I wrote of the isolation I felt while walking into every new room in which I felt the forces of hypervisibility and invisibility converge, paired with the hesitant expectancy of a new place and completely new life. I was open, raw, petaled, waiting for the journey of freshman year with as few (okay, definitely a few) pretenses as possible. I was a different version of myself, as one always is entering a new season of life. Yet, I feel myself today writing from the same environment which confirmed all of my worries as well as many of my hopes.
I am done with the last of my finals. I have one final academic meeting looming over my week. I move out on Friday, and I am finished with my first year of college, which feels as surreal to say as it has been to experience. As HRH Gwyneth Paltrow famously once said, “I laughed, I cried a number of times, I sweat, I danced, I ate, and I had many epiphanies.”
I also just finished Severance. Because I need to find a way to make this about media and also need to talk about every morsel of media that goes through my cavernous post-finals brain canal, let’s make this about Severance. A one sentence primer for those who aren’t in the know: The show’s universe revolves around the concept of severance: a dystopian procedure and idealized state of being in which laborers memories are severed into their “in office” selves and “out of office” selves as exclusive personas that have no recollection or connection with one another by way of brain chip insertion and sensory technology. Got it? Got it. Highly recommended, by the way, it lived up to all hype and blew me away!
To be clear: I would never be Severed. I don’t think that future is for me. But looking back on the challenging year that myself and many others have had, it seems hard to believe that one person could withstand it without serious compartmentalization or complete shuttering of the mind’s eye on bad days.

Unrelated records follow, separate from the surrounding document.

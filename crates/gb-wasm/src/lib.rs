//! WASM bridge for Gridboard: exposes the dashboard controller to the
//! browser.
//!
//! Compiled via `wasm-pack build --target web`. The page forwards its
//! drag-and-drop and pointer events here with the grid container's
//! bounding rectangle sampled at event time; results come back as JSON
//! strings or short outcome names.

use gb_core::arrange::ArrangeOutcome;
use gb_core::config::EngineConfig;
use gb_core::grid::ContainerRect;
use gb_core::id::WidgetId;
use gb_core::lint::{LayoutDiagnostic, LintSeverity, lint_layout};
use gb_core::model::{GridRect, Widget};
use gb_editor::controller::{DashboardController, EventOutcome};
use gb_editor::drag::DropPreview;
use gb_editor::input::GridEvent;
use gb_editor::payload::DragPayload;
use gb_editor::port::{CommitPort, GridMutation, LocalBoard};
use gb_editor::resize::{PointerListeners, ResizeHandle};
use serde_json::{Value, json};
use std::rc::Rc;
use wasm_bindgen::prelude::*;

// ─── Commit port with JS notification ────────────────────────────────────

/// Keeps the widget records locally and reports every applied mutation to
/// an optional JS callback as a JSON string.
///
/// Callbacks are queued as microtasks rather than called inline: the board
/// is still borrowed while a commit runs, and a callback that reads it back
/// (say `widgetsJson()` to re-render) would otherwise hit a recursive borrow.
#[derive(Default)]
struct BridgePort {
    board: LocalBoard,
    on_commit: Option<js_sys::Function>,
}

impl BridgePort {
    fn notify(&mut self) {
        let mutations = self.board.take_log();
        let Some(callback) = &self.on_commit else {
            return;
        };
        for mutation in &mutations {
            defer_call(callback, &mutation_json(mutation).to_string());
        }
    }
}

#[wasm_bindgen(inline_js = "export function defer_call(cb, arg) { queueMicrotask(() => cb(arg)); }")]
extern "C" {
    /// Run `cb(arg)` once the current call into the module has returned.
    fn defer_call(cb: &js_sys::Function, arg: &str);
}

impl CommitPort for BridgePort {
    fn snapshot(&self) -> &[Widget] {
        self.board.snapshot()
    }

    fn add_widget(&mut self, widget: Widget, position: GridRect) {
        self.board.add_widget(widget, position);
        self.notify();
    }

    fn remove_widget(&mut self, id: WidgetId) {
        self.board.remove_widget(id);
        self.notify();
    }

    fn toggle_widget(&mut self, id: WidgetId) {
        self.board.toggle_widget(id);
        self.notify();
    }

    fn move_widget(&mut self, id: WidgetId, position: GridRect) {
        self.board.move_widget(id, position);
        self.notify();
    }

    fn move_batch(&mut self, moves: &[(WidgetId, GridRect)]) {
        self.board.move_batch(moves);
        self.notify();
    }
}

// ─── Listener hooks ──────────────────────────────────────────────────────

/// Calls back into JS to add/remove the window-level pointer listeners.
struct JsListeners {
    attach: js_sys::Function,
    detach: js_sys::Function,
}

impl PointerListeners for JsListeners {
    fn attach(&self) {
        if let Err(err) = self.attach.call0(&JsValue::NULL) {
            log::warn!("attach listeners threw: {err:?}");
        }
    }

    fn detach(&self) {
        if let Err(err) = self.detach.call0(&JsValue::NULL) {
            log::warn!("detach listeners threw: {err:?}");
        }
    }
}

// ─── GridBoard ───────────────────────────────────────────────────────────

/// The WASM-facing dashboard grid.
///
/// Owns the widget records (through its commit port) and the active drag
/// or resize session. All interaction from the page goes through here.
#[wasm_bindgen]
pub struct GridBoard {
    controller: DashboardController<BridgePort>,
}

impl Default for GridBoard {
    fn default() -> Self {
        Self::new()
    }
}

#[wasm_bindgen]
impl GridBoard {
    /// Create an empty board with the stock 12×12 configuration.
    #[wasm_bindgen(constructor)]
    pub fn new() -> Self {
        console_error_panic_hook_setup();
        Self {
            controller: DashboardController::new(BridgePort::default()),
        }
    }

    /// Replace the engine configuration, keeping the current widgets.
    /// Returns `{"ok":true}` or `{"ok":false,"error":"..."}`.
    pub fn configure(&mut self, config_json: &str) -> String {
        let applied = EngineConfig::from_json(config_json).and_then(|config| self.controller.set_config(config));
        match applied {
            Ok(()) => ok_json(),
            Err(err) => error_json(&err.to_string()),
        }
    }

    /// Register `callback(mutationJson)`, called once per commit in commit
    /// order. Calls run as microtasks after the triggering method returns,
    /// so the callback may read the board.
    pub fn set_on_commit(&mut self, callback: js_sys::Function) {
        self.controller.port_mut().on_commit = Some(callback);
    }

    /// Register the functions that add and remove the window-level
    /// `pointermove`/`pointerup` listeners used during a resize.
    pub fn set_pointer_listeners(&mut self, attach: js_sys::Function, detach: js_sys::Function) {
        self.controller.set_listeners(Rc::new(JsListeners { attach, detach }));
    }

    /// Load a widget list (default layout or restored configuration).
    /// Returns the diagnostics of the input as JSON, or an error object.
    pub fn load(&mut self, widgets_json: &str) -> String {
        let widgets: Vec<Widget> = match serde_json::from_str(widgets_json) {
            Ok(widgets) => widgets,
            Err(err) => return error_json(&err.to_string()),
        };
        let diags = self.controller.load(widgets);
        diagnostics_json(&diags).to_string()
    }

    /// Current widget records as a JSON array.
    pub fn widgets_json(&self) -> String {
        serde_json::to_string(self.controller.widgets()).unwrap_or_else(|_| "[]".to_string())
    }

    pub fn set_customizing(&mut self, on: bool) {
        self.controller.set_customizing(on);
    }

    pub fn is_customizing(&self) -> bool {
        self.controller.is_customizing()
    }

    // ── Drag and drop ───────────────────────────────────────────────────

    pub fn drag_start(&mut self, payload_json: &str) -> String {
        let grid = self.controller.config().grid;
        match DragPayload::from_json(payload_json, &grid) {
            Ok(payload) => self.dispatch(GridEvent::DragStart { payload }),
            Err(err) => {
                log::warn!("drag start ignored: {err}");
                outcome_name(EventOutcome::Ignored).to_string()
            }
        }
    }

    pub fn drag_over(&mut self, x: f32, y: f32, left: f32, top: f32, width: f32) -> String {
        self.dispatch(GridEvent::drag_over(x, y, ContainerRect::new(left, top, width)))
    }

    /// Hover preview of the active drag as JSON, or `null`.
    pub fn drag_preview_json(&self) -> String {
        match self.controller.drag_preview() {
            Some(preview) => preview_json(&preview).to_string(),
            None => "null".to_string(),
        }
    }

    pub fn drag_leave(&mut self, still_inside: bool) -> String {
        self.dispatch(GridEvent::DragLeave { still_inside })
    }

    pub fn drop_payload(&mut self, x: f32, y: f32, left: f32, top: f32, width: f32, payload: String) -> String {
        self.dispatch(GridEvent::drop(x, y, ContainerRect::new(left, top, width), payload))
    }

    pub fn drag_end(&mut self) -> String {
        self.dispatch(GridEvent::DragEnd)
    }

    // ── Resize ──────────────────────────────────────────────────────────

    /// `handle` is one of `nw`, `ne`, `sw`, `se`.
    pub fn resize_start(&mut self, id: &str, handle: &str) -> String {
        match handle.parse::<ResizeHandle>() {
            Ok(handle) => self.dispatch(GridEvent::ResizeStart {
                id: WidgetId::intern(id),
                handle,
            }),
            Err(err) => {
                log::warn!("{err}");
                outcome_name(EventOutcome::Ignored).to_string()
            }
        }
    }

    pub fn pointer_move(&mut self, x: f32, y: f32, left: f32, top: f32, width: f32) -> String {
        self.dispatch(GridEvent::pointer_move(x, y, ContainerRect::new(left, top, width)))
    }

    pub fn pointer_up(&mut self) -> String {
        self.dispatch(GridEvent::PointerUp)
    }

    pub fn pointer_capture_lost(&mut self) -> String {
        self.dispatch(GridEvent::PointerCaptureLost)
    }

    // ── Commands ────────────────────────────────────────────────────────

    pub fn toggle_widget(&mut self, id: &str) -> String {
        outcome_name(self.controller.toggle_widget(WidgetId::intern(id))).to_string()
    }

    pub fn remove_widget(&mut self, id: &str) -> String {
        outcome_name(self.controller.remove_widget(WidgetId::intern(id))).to_string()
    }

    /// Repack the board. Returns `{"moved":n,"hidden":[...],"overflowed":b}`.
    pub fn auto_arrange(&mut self) -> String {
        arrange_json(&self.controller.auto_arrange()).to_string()
    }

    /// End any active session without committing.
    pub fn reset(&mut self) {
        self.controller.reset();
    }
}

impl GridBoard {
    fn dispatch(&mut self, event: GridEvent) -> String {
        outcome_name(self.controller.handle(event)).to_string()
    }
}

// ─── Standalone functions ────────────────────────────────────────────────

/// Lint a widget list against the stock grid. Returns a JSON array of
/// diagnostics, or an error object for malformed input.
#[wasm_bindgen]
pub fn lint(widgets_json: &str) -> String {
    match serde_json::from_str::<Vec<Widget>>(widgets_json) {
        Ok(widgets) => {
            let diags = lint_layout(&widgets, &EngineConfig::default().grid);
            diagnostics_json(&diags).to_string()
        }
        Err(err) => error_json(&err.to_string()),
    }
}

// ─── JSON shapes ─────────────────────────────────────────────────────────

fn outcome_name(outcome: EventOutcome) -> &'static str {
    match outcome {
        EventOutcome::Ignored => "ignored",
        EventOutcome::Changed => "changed",
        EventOutcome::Committed => "committed",
        EventOutcome::Rejected => "rejected",
    }
}

fn ok_json() -> String {
    json!({ "ok": true }).to_string()
}

fn error_json(message: &str) -> String {
    json!({ "ok": false, "error": message }).to_string()
}

fn rect_json(rect: &GridRect) -> Value {
    json!({ "x": rect.x, "y": rect.y, "w": rect.w, "h": rect.h })
}

fn mutation_json(mutation: &GridMutation) -> Value {
    match mutation {
        GridMutation::AddWidget { widget, position } => json!({
            "op": "add",
            "widget": widget,
            "position": rect_json(position),
        }),
        GridMutation::RemoveWidget { id } => json!({ "op": "remove", "id": id }),
        GridMutation::ToggleWidget { id } => json!({ "op": "toggle", "id": id }),
        GridMutation::MoveWidget { id, position } => json!({
            "op": "move",
            "id": id,
            "position": rect_json(position),
        }),
        GridMutation::MoveBatch { moves } => json!({
            "op": "moveBatch",
            "moves": moves
                .iter()
                .map(|(id, rect)| json!({ "id": id, "position": rect_json(rect) }))
                .collect::<Vec<_>>(),
        }),
    }
}

fn preview_json(preview: &DropPreview) -> Value {
    json!({
        "target": rect_json(&preview.target),
        "free": preview.free,
        "swapCandidate": preview.swap_candidate,
    })
}

fn diagnostics_json(diags: &[LayoutDiagnostic]) -> Value {
    Value::Array(
        diags
            .iter()
            .map(|d| {
                json!({
                    "widgetId": d.widget_id,
                    "rule": d.rule,
                    "severity": match d.severity {
                        LintSeverity::Error => "error",
                        LintSeverity::Warning => "warning",
                    },
                    "message": d.message,
                })
            })
            .collect(),
    )
}

fn arrange_json(outcome: &ArrangeOutcome) -> Value {
    json!({
        "moved": outcome.moves.len(),
        "hidden": outcome.hidden,
        "overflowed": outcome.overflowed,
    })
}

// ─── Panic hook for WASM debugging ───────────────────────────────────────

fn console_error_panic_hook_setup() {
    #[cfg(target_arch = "wasm32")]
    {
        use std::sync::Once;
        static SET_HOOK: Once = Once::new();
        SET_HOOK.call_once(|| {
            std::panic::set_hook(Box::new(|info| {
                let msg = format!("Gridboard WASM panic: {info}");
                web_sys::console::error_1(&msg.into());
            }));
        });
    }
}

My academic “innie” is diligent (mostly), involved, attentive. She has her hand in every pie on campus and remains dedicated to engaging with her academic department. To humble brag, she’s kind of the best. The same innie rarely sleeps before 2am, and hits academic walls out of frustration and stagnation. She really, really hates how white her environment is, and hates the amount of emotional exhaustion that hate seizes from her. As I began to examine the themes of agency and violence in relation to labor in Severance, I began to examine the workings of my own placement in a world and campus in which my innie is my full self, with no option to distance myself from the reality of the challenges of my life. That self deserves as much love and care as she dispenses hard work and exertion, and I created her by expecting as much of myself.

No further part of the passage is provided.